═══ DATA TO EXAMINE
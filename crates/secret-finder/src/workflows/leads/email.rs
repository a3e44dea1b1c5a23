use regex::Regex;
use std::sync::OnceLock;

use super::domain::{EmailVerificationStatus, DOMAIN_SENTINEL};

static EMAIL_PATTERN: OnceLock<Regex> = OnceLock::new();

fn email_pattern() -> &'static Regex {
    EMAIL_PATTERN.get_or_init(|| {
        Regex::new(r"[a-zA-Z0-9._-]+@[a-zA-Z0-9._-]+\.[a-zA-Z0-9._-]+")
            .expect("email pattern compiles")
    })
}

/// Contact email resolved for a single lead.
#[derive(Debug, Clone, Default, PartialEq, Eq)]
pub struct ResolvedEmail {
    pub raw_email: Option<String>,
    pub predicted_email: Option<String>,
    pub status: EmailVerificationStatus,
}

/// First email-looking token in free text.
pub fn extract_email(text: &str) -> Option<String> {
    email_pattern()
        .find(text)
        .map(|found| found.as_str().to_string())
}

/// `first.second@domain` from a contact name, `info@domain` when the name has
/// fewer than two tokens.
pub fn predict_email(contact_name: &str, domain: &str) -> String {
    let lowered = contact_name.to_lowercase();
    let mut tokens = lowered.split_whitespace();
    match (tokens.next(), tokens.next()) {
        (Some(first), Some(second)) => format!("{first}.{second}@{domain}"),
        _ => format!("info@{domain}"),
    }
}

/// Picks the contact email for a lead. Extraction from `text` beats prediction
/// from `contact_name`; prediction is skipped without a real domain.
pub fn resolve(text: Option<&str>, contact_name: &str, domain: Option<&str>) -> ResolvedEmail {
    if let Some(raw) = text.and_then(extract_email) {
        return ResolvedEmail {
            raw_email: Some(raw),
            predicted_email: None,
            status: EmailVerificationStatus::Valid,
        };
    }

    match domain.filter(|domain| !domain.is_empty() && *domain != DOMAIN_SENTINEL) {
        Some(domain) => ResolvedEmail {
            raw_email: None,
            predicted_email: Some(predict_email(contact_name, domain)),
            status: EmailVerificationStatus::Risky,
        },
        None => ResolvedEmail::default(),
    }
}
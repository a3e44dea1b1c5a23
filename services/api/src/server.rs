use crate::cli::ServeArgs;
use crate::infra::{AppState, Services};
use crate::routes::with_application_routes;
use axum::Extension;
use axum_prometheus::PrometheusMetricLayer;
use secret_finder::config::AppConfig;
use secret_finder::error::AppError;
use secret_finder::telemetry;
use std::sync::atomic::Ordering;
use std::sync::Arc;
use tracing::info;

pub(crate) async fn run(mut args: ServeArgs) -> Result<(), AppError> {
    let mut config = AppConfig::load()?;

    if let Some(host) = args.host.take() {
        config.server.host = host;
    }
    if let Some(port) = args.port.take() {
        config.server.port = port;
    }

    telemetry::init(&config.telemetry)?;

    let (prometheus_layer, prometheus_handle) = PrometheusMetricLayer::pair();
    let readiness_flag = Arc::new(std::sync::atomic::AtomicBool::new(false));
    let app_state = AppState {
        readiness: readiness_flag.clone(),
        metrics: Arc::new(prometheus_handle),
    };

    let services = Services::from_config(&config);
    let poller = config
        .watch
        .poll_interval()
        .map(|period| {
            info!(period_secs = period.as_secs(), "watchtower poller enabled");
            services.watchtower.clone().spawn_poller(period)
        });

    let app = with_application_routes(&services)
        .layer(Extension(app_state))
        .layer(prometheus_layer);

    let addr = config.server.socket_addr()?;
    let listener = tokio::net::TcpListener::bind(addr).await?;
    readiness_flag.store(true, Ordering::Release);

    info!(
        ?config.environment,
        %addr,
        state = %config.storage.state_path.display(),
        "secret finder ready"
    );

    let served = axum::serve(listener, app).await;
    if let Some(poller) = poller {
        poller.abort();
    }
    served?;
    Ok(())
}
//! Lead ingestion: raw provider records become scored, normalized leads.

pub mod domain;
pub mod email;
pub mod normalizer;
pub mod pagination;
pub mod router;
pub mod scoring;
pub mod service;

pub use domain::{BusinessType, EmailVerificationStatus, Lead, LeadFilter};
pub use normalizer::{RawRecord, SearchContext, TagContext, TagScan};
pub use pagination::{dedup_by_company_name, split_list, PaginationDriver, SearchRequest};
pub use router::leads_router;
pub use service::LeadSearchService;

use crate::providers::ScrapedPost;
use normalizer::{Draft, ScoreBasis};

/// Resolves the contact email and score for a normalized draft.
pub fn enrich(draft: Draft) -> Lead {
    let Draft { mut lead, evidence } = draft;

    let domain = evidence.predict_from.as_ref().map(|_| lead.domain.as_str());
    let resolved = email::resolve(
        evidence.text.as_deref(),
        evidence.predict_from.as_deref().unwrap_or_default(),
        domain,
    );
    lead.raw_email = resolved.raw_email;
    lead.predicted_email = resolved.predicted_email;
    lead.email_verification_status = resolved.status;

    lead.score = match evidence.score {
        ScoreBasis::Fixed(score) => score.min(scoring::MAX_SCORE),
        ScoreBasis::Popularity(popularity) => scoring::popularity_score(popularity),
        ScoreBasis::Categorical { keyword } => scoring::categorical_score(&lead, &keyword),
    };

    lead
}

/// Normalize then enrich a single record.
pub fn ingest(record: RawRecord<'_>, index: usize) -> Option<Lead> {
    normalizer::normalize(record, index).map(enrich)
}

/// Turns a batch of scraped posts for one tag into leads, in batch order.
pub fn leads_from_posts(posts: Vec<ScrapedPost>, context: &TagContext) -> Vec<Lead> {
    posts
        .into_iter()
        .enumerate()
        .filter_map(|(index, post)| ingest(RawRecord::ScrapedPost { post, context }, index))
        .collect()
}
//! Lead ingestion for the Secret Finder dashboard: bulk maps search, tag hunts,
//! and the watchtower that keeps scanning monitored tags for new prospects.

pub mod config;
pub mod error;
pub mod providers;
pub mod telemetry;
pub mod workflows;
══════
**AIM OF THE TASK:** Copy out every line of the entries where the string "filename" shows up.

**RESPONSE AREA:**
filename crates/secret-finder/src/workflows/leads/email.rs
filename services/api/src/server.rs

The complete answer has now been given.